Le Brésil, géant exportateur de matières premières qui compte sur la scène économique mondiale, est aussi un pays où une grande partie de la population, rurale notamment, vit dans des conditions indignes et doit lutter pour la simple survie. Et dans cette lutte, les femmes n’hésitent pas à s’engager, parfois au péril de leur vie. Dans la tradition des quilombolas (voir encadré), « les femmes avaient un rôle de ‘sages’, soignant les membres de la communauté de manière naturelle, s’occupant des fêtes, de la nourriture, de la transmission des traditions, des chants, des danses », explique Madalena Sacramento Rocha, présidente et fondatrice de l’association des quilombolas d’Extrema1Extrema se trouve sur le territoire d’Iciara, aux confins de l’État de Goiás.. Bref, un rôle reproductif.
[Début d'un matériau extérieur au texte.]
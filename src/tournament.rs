//! Tournament facade: the public operations of the core.
//!
//! Wraps a [`Store`] and the two engines behind one entry point. Every
//! operation is a short request/response unit of work; each store
//! round-trip is bounded by the configured timeout and surfaces
//! [`StoreError::Timeout`] on expiry. Errors are never recovered
//! internally — each operation completes or fails outward with one
//! typed error, with no partial-success state.

use std::future::Future;
use std::time::Duration;

use thiserror::Error;
use tracing::debug;

use crate::engine::{ByePolicy, PairingEngine, PairingError, StandingsEngine};
use crate::models::{PairingRound, PlayerId, Standing};
use crate::store::{InvalidMatchError, MatchWriteError, Store, StoreError};

/// Default bound on a single store round-trip.
pub const DEFAULT_OP_TIMEOUT: Duration = Duration::from_secs(30);

/// Unified error for facade operations.
#[derive(Debug, Error)]
pub enum TournamentError {
    #[error(transparent)]
    Store(#[from] StoreError),

    #[error(transparent)]
    InvalidMatch(#[from] InvalidMatchError),

    #[error(transparent)]
    Pairing(#[from] PairingError),
}

impl From<MatchWriteError> for TournamentError {
    fn from(err: MatchWriteError) -> Self {
        match err {
            MatchWriteError::Store(e) => TournamentError::Store(e),
            MatchWriteError::Invalid(e) => TournamentError::InvalidMatch(e),
        }
    }
}

/// A single Swiss-system tournament over one store.
pub struct Tournament<S: Store> {
    store: S,
    bye_policy: ByePolicy,
    op_timeout: Duration,
}

impl<S: Store> Tournament<S> {
    pub fn new(store: S) -> Self {
        Self {
            store,
            bye_policy: ByePolicy::default(),
            op_timeout: DEFAULT_OP_TIMEOUT,
        }
    }

    pub fn with_bye_policy(mut self, policy: ByePolicy) -> Self {
        self.bye_policy = policy;
        self
    }

    pub fn with_op_timeout(mut self, timeout: Duration) -> Self {
        self.op_timeout = timeout;
        self
    }

    /// Run one operation under the configured timeout bound.
    async fn bounded<T, E>(
        &self,
        fut: impl Future<Output = Result<T, E>>,
    ) -> Result<T, TournamentError>
    where
        TournamentError: From<E>,
    {
        match tokio::time::timeout(self.op_timeout, fut).await {
            Ok(result) => result.map_err(TournamentError::from),
            Err(_) => Err(StoreError::Timeout(self.op_timeout).into()),
        }
    }

    /// Register a player by name and return the assigned id.
    pub async fn register_player(&self, name: &str) -> Result<PlayerId, TournamentError> {
        self.bounded(self.store.register_player(name)).await
    }

    /// Record the outcome of one match.
    pub async fn report_match(
        &self,
        winner: PlayerId,
        loser: PlayerId,
    ) -> Result<(), TournamentError> {
        self.bounded(self.store.record_match(winner, loser)).await
    }

    /// Number of currently registered players.
    pub async fn count_players(&self) -> Result<u64, TournamentError> {
        self.bounded(self.store.count_players()).await
    }

    /// Delete all match records.
    pub async fn reset_matches(&self) -> Result<(), TournamentError> {
        self.bounded(self.store.reset_matches()).await
    }

    /// Delete all match records, then all players.
    pub async fn reset_all(&self) -> Result<(), TournamentError> {
        self.bounded(self.store.reset_all()).await
    }

    /// The current ranking: wins descending, id ascending on ties.
    pub async fn standings(&self) -> Result<Vec<Standing>, TournamentError> {
        let engine = StandingsEngine::new(&self.store);
        let ranked = self.bounded(engine.rank()).await?;
        debug!("Standings computed for {} players", ranked.len());
        Ok(ranked)
    }

    /// Pair all players for the next round.
    pub async fn swiss_pairings(&self) -> Result<PairingRound, TournamentError> {
        let engine = PairingEngine::new(&self.store, self.bye_policy);
        self.bounded(engine.generate()).await
    }
}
Mais ça, c’était « jadis ».Aujourd’hui, les communautés rurales, quilombolas ou traditionnelles, sont entrées en résistance contre le rouleau compresseur de l’agro-industrie.

Quilombolas : descendants d’esclaves fugitifs

Le 13 mai 1888, le Brésil abolit formellement l’esclavage. Dans les années 1880, alors que les châtiments corporels sont supprimés pour les esclaves qui seraient repris, les victimes de la traite sont de plus en plus nombreuses à s’échapper des plantations de canne à sucre et de café, des exploitations forestières et des mines d’or. Ces évasions massives vont donner lieu à la création des « quilombos », qui signifient simplement « refuge », « endroit caché » dans une langue bantoue d’Angola. Les quilombolas sont donc ces descendants, métis ou noirs, d’esclaves qui ont trouvé refuge dans des zones reculées du pays, dans des conditions de misère extrême. On estime à 3500 le nombre de communautés quilombolas dans tout le pays.
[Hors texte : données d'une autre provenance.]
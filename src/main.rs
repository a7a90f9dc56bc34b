use std::path::PathBuf;
use std::time::Duration;

use anyhow::Result;
use clap::{Parser, Subcommand};
use tracing_subscriber::{layer::SubscriberExt, util::SubscriberInitExt};

use swisspair::config::AppConfig;
use swisspair::models::PlayerId;
use swisspair::store::{JsonlStore, StoreConfig};
use swisspair::tournament::Tournament;

#[derive(Parser)]
#[command(name = "swisspair")]
#[command(about = "Swiss-system tournament standings and pairings")]
#[command(version)]
struct Cli {
    /// Path to configuration file
    #[arg(long, default_value = "./config.toml")]
    config: String,

    /// Data directory path (overrides config)
    #[arg(long)]
    data_dir: Option<String>,

    /// Log level (trace, debug, info, warn, error)
    #[arg(long, default_value = "info")]
    log_level: String,

    #[command(subcommand)]
    command: Commands,
}

#[derive(Subcommand)]
enum Commands {
    /// Register a new player
    Register {
        /// Player's display name
        name: String,
    },

    /// Report a match outcome
    Report {
        /// Winner's player id
        winner: u64,

        /// Loser's player id
        loser: u64,
    },

    /// Show the current standings
    Standings,

    /// Generate pairings for the next round
    Pair,

    /// Count registered players
    Count,

    /// Delete all match records
    ResetMatches,

    /// Delete all matches and all players
    ResetAll {
        /// Skip the confirmation prompt
        #[arg(long)]
        yes: bool,
    },
}

#[tokio::main]
async fn main() -> Result<()> {
    let cli = Cli::parse();

    // Initialize tracing
    let filter = tracing_subscriber::EnvFilter::try_from_default_env()
        .unwrap_or_else(|_| tracing_subscriber::EnvFilter::new(&cli.log_level));

    tracing_subscriber::registry()
        .with(filter)
        .with(tracing_subscriber::fmt::layer())
        .init();

    // Config file is optional; fall back to defaults when absent
    let config_path = PathBuf::from(&cli.config);
    let config = if config_path.exists() {
        AppConfig::from_file(&config_path)?
    } else {
        AppConfig::default()
    };

    let data_dir = cli
        .data_dir
        .map(PathBuf::from)
        .unwrap_or_else(|| config.data_dir.clone());

    let store = JsonlStore::new(StoreConfig::new(data_dir));
    let tournament = Tournament::new(store)
        .with_bye_policy(config.pairing.bye_policy)
        .with_op_timeout(Duration::from_secs(config.op_timeout_seconds));

    match cli.command {
        Commands::Register { name } => {
            let id = tournament.register_player(&name).await?;
            println!("Registered {} with id {}", name, id);
        }
        Commands::Report { winner, loser } => {
            tournament
                .report_match(PlayerId::new(winner), PlayerId::new(loser))
                .await?;
            println!("Recorded: {} beat {}", winner, loser);
        }
        Commands::Standings => {
            let standings = tournament.standings().await?;
            if standings.is_empty() {
                println!("No players registered.");
            } else {
                println!("{:>4}  {:<24} {:>5} {:>8}", "id", "name", "wins", "matches");
                for s in &standings {
                    println!(
                        "{:>4}  {:<24} {:>5} {:>8}",
                        s.id, s.name, s.wins, s.matches_played
                    );
                }
            }
        }
        Commands::Pair => {
            let round = tournament.swiss_pairings().await?;
            if round.pairs.is_empty() && round.bye.is_none() {
                println!("No players to pair.");
            } else {
                for (i, p) in round.pairs.iter().enumerate() {
                    println!(
                        "Table {}: {} ({}) vs {} ({})",
                        i + 1,
                        p.player1_name,
                        p.player1_id,
                        p.player2_name,
                        p.player2_id
                    );
                }
                if let Some(bye) = &round.bye {
                    println!("Bye: {} ({})", bye.player_name, bye.player_id);
                }
            }
        }
        Commands::Count => {
            println!("{}", tournament.count_players().await?);
        }
        Commands::ResetMatches => {
            tournament.reset_matches().await?;
            println!("All match records deleted.");
        }
        Commands::ResetAll { yes } => {
            if !yes {
                eprintln!("This deletes every player and match. Re-run with --yes to confirm.");
                std::process::exit(1);
            }
            tournament.reset_all().await?;
            println!("Tournament reset: all players and matches deleted.");
        }
    }

    Ok(())
}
Aujourd’hui, ce rôle culturel des femmes qui dansaient toute la nuit lors des fêtes religieuses prend une autre dimension. On ne perpétue plus la tradition seulement pour elle-même : « Aujourd’hui, continue Madalena, arrière-petite fille du fondateur de sa communauté d’Extrema, on danse pour faire de la résistance, pour montrer que nous avons une place à part entière sur ce territoire et que les traditions doivent continuer. On avance, on sort de ce contexte religieux qui, pendant longtemps, a empêché les femmes d’être prises en considération. Avant, quand une femme noire dansait, il y avait des propos déplaisants, on la traitait de sorcière. Aujourd’hui, on voit cela comme de la culture : la façon de regarder les femmes a changé.  On a lutté pour faire changer ce regard qui disait que la femme devait s’occuper de la maison, servir les hommes, soigner la famille. » Madalena est un bel exemple de ce changement : contraire-ment à ses 9 frères, qui n’ont aucun diplôme, elle prépare un doctorat universitaire et elle préside l’association des quilombolas d’Extrema. 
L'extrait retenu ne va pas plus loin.